How open data improved election coverage in Finland

This is a guest post I’ve written at the Open Knowledge Foundation Blog.

Parliamentary elections in Finland are usually rather dull. Rarely does the rest of the world bother to pay any attention. But this year was different. The elections in April were the most exciting ones in decades with the incredible rise (from 5 to 19 percent) of the populist party True Finns as the main attraction. But the intricate political puzzle that followed the success of the True Finns was not the only source of excitement in the elections. Especially not if you happen to be an open data enthusiast.
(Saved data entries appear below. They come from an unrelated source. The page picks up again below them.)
//! Discrete principal-changing events: borrows and repayments.
//!
//! Events arrive from the transaction feed already converted to signed USD
//! deltas (positive = borrow, negative = repay). This module normalizes a
//! raw batch into the strict ascending-timestamp order the accrual engine
//! applies them in.

/// Transaction type tag carried through from the upstream feed.
#[derive(Debug, Clone, Copy, PartialEq, Eq, serde::Serialize, serde::Deserialize)]
#[serde(rename_all = "lowercase")]
pub enum EventKind {
    /// Principal increase.
    Borrow,
    /// Principal decrease.
    Repay,
}

/// An instantaneous change to a borrower's principal.
#[derive(Debug, Clone, PartialEq, serde::Serialize, serde::Deserialize)]
pub struct PrincipalEvent {
    /// Event time, unix seconds.
    pub timestamp: i64,
    /// Signed USD change to principal; positive borrows, negative repays.
    pub delta: f64,
    /// Originating transaction hash, when the feed supplies one.
    #[serde(default, skip_serializing_if = "Option::is_none")]
    pub hash: Option<String>,
    /// Transaction type tag, when the feed supplies one.
    #[serde(default, skip_serializing_if = "Option::is_none")]
    pub kind: Option<EventKind>,
}

impl PrincipalEvent {
    /// Builds a bare event with no feed metadata.
    pub fn new(timestamp: i64, delta: f64) -> Self {
        Self {
            timestamp,
            delta,
            hash: None,
            kind: None,
        }
    }
}

/// Normalizes a raw event batch against an inclusive window `[start, end]`.
///
/// Events with non-finite deltas or timestamps outside the window are
/// dropped silently; the remainder is sorted ascending by timestamp with a
/// stable sort, so events sharing a timestamp keep their input order. That
/// tie-break is inherited upstream behavior, preserved deliberately rather
/// than re-derived from type or hash.
///
/// Both window bounds are inclusive: an event at exactly `start` applies
/// before any accrual, one at exactly `end` applies after the last segment.
pub fn normalize_events(events: &[PrincipalEvent], start: i64, end: i64) -> Vec<PrincipalEvent> {
    let mut normalized: Vec<PrincipalEvent> = events
        .iter()
        .filter(|event| event.delta.is_finite() && event.timestamp >= start && event.timestamp <= end)
        .cloned()
        .collect();
    normalized.sort_by_key(|event| event.timestamp);
    normalized
}
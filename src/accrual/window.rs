//! Module `accrual::window`.
//!
//! UTC day-window arithmetic for accrual runs. The batch job processes one
//! completed UTC day at a time; these helpers turn calendar dates into the
//! unix-second bounds the engine consumes.

use chrono::{DateTime, NaiveDate, Utc};

use crate::rates::compounding::SECONDS_PER_DAY;

/// A half-open accrual window `[start, end)` in unix seconds.
#[derive(Debug, Clone, Copy, PartialEq, Eq, serde::Serialize, serde::Deserialize)]
pub struct DayWindow {
    /// Window start, unix seconds (inclusive).
    pub start: i64,
    /// Window end, unix seconds (exclusive).
    pub end: i64,
}

impl DayWindow {
    /// Builds the 24-hour window covering `day` from UTC midnight.
    pub fn utc_day(day: NaiveDate) -> Self {
        let start = day.and_hms_opt(0, 0, 0).unwrap().and_utc().timestamp();
        Self {
            start,
            end: start + SECONDS_PER_DAY,
        }
    }

    /// Window length in seconds.
    pub fn duration_seconds(&self) -> i64 {
        self.end - self.start
    }
}

/// Returns the most recent completed UTC day as of `now`.
///
/// Default target for a batch run: yesterday's accruals are final, today's
/// are still in flight.
pub fn previous_utc_day(now: DateTime<Utc>) -> NaiveDate {
    now.date_naive().pred_opt().unwrap()
}
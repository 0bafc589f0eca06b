//! Daily reimbursement accrual: the core engine and its window helpers.

pub mod engine;
pub mod window;

pub use engine::{calculate_daily_reimbursement, DailyAccrualResult, SegmentDetail};
pub use window::{previous_utc_day, DayWindow};
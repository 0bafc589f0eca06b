//! Borrow-rate primitives: continuous compounding, step-function timelines,
//! and hourly resampling.

pub mod compounding;
pub mod resample;
pub mod timeline;

pub use compounding::{
    apy_to_continuous_rate, apy_to_growth, growth_from_rate, SECONDS_PER_DAY, SECONDS_PER_HOUR,
    SECONDS_PER_YEAR,
};
pub use resample::build_hourly_rate_points;
pub use timeline::{build_rate_segments, sanitize_rate_points, RatePoint, RateSegment};
//! Cross-borrower reimbursement rollups.
//!
//! Aggregates persisted borrower-day accrual records into per-market
//! breakdowns and a day-level summary. Pure in-memory aggregation; loading
//! the records is the caller's concern.

use std::collections::BTreeMap;

use chrono::NaiveDate;

/// One borrower's persisted accrual totals for a day, as read back from
/// storage.
#[derive(Debug, Clone, PartialEq, serde::Serialize, serde::Deserialize)]
pub struct BorrowerDailyAccrual {
    /// Market unique key.
    pub market_key: String,
    /// Borrower account address.
    pub borrower_address: String,
    /// Interest accrued at the market rate, USD.
    pub actual_interest_usd: f64,
    /// Interest the cap rate would have accrued, USD.
    pub capped_interest_usd: f64,
    /// Reimbursement owed, USD.
    pub reimbursement_usd: f64,
}

/// Aggregated reimbursement figures for one market.
#[derive(Debug, Clone, PartialEq, serde::Serialize, serde::Deserialize)]
pub struct MarketReimbursementBreakdown {
    /// Market unique key.
    pub market_key: String,
    /// Sum of reimbursements across borrowers, USD.
    pub reimbursement_usd: f64,
    /// Sum of actual interest across borrowers, USD.
    pub actual_interest_usd: f64,
    /// Sum of capped interest across borrowers, USD.
    pub capped_interest_usd: f64,
    /// Number of borrower records.
    pub borrower_count: usize,
    /// Number of borrowers with a positive reimbursement.
    pub borrowers_above_cap: usize,
}

/// Day-level reimbursement summary across all markets.
#[derive(Debug, Clone, PartialEq, serde::Serialize, serde::Deserialize)]
pub struct ReimbursementSummary {
    /// The day covered, or `None` when no records exist.
    pub day: Option<NaiveDate>,
    /// Total actual interest, USD.
    pub total_actual_usd: f64,
    /// Total capped interest, USD.
    pub total_capped_usd: f64,
    /// Total reimbursement, USD.
    pub total_reimbursement_usd: f64,
    /// Total borrower records.
    pub borrower_count: usize,
    /// Borrowers with a positive reimbursement.
    pub borrowers_above_cap: usize,
    /// Per-market breakdowns, ordered by market key.
    pub markets: Vec<MarketReimbursementBreakdown>,
}

impl ReimbursementSummary {
    fn empty() -> Self {
        Self {
            day: None,
            total_actual_usd: 0.0,
            total_capped_usd: 0.0,
            total_reimbursement_usd: 0.0,
            borrower_count: 0,
            borrowers_above_cap: 0,
            markets: Vec::new(),
        }
    }
}

/// Rolls one day's borrower accrual records up into per-market breakdowns
/// and grand totals.
///
/// Markets are grouped and emitted in key order, so the summary is
/// deterministic regardless of record order. Empty input yields an empty
/// summary with `day: None`.
pub fn summarize_daily_accruals(
    day: NaiveDate,
    records: &[BorrowerDailyAccrual],
) -> ReimbursementSummary {
    if records.is_empty() {
        return ReimbursementSummary::empty();
    }

    let mut by_market: BTreeMap<&str, MarketReimbursementBreakdown> = BTreeMap::new();
    for record in records {
        let entry = by_market
            .entry(record.market_key.as_str())
            .or_insert_with(|| MarketReimbursementBreakdown {
                market_key: record.market_key.clone(),
                reimbursement_usd: 0.0,
                actual_interest_usd: 0.0,
                capped_interest_usd: 0.0,
                borrower_count: 0,
                borrowers_above_cap: 0,
            });

        entry.reimbursement_usd += record.reimbursement_usd;
        entry.actual_interest_usd += record.actual_interest_usd;
        entry.capped_interest_usd += record.capped_interest_usd;
        entry.borrower_count += 1;
        if record.reimbursement_usd > 0.0 {
            entry.borrowers_above_cap += 1;
        }
    }

    let markets: Vec<MarketReimbursementBreakdown> = by_market.into_values().collect();

    let mut summary = ReimbursementSummary {
        day: Some(day),
        markets: Vec::new(),
        ..ReimbursementSummary::empty()
    };
    for market in &markets {
        summary.total_actual_usd += market.actual_interest_usd;
        summary.total_capped_usd += market.capped_interest_usd;
        summary.total_reimbursement_usd += market.reimbursement_usd;
        summary.borrower_count += market.borrower_count;
        summary.borrowers_above_cap += market.borrowers_above_cap;
    }
    summary.markets = markets;

    summary
}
Since the mid-90s so called voter advice applications have played an increasingly important role in the Finnish elections. Voter advice applications are questionnaires about political issues put together by media outlets and NGOs for candidates to answer. Voters can then see which candidate match their own views best.

The by-product of these applications is a very interesting set of data. Here you got all the opinions of (almost) all the candidates gathered in an easily accesible format. I don’t know about you, but this surely gets me going.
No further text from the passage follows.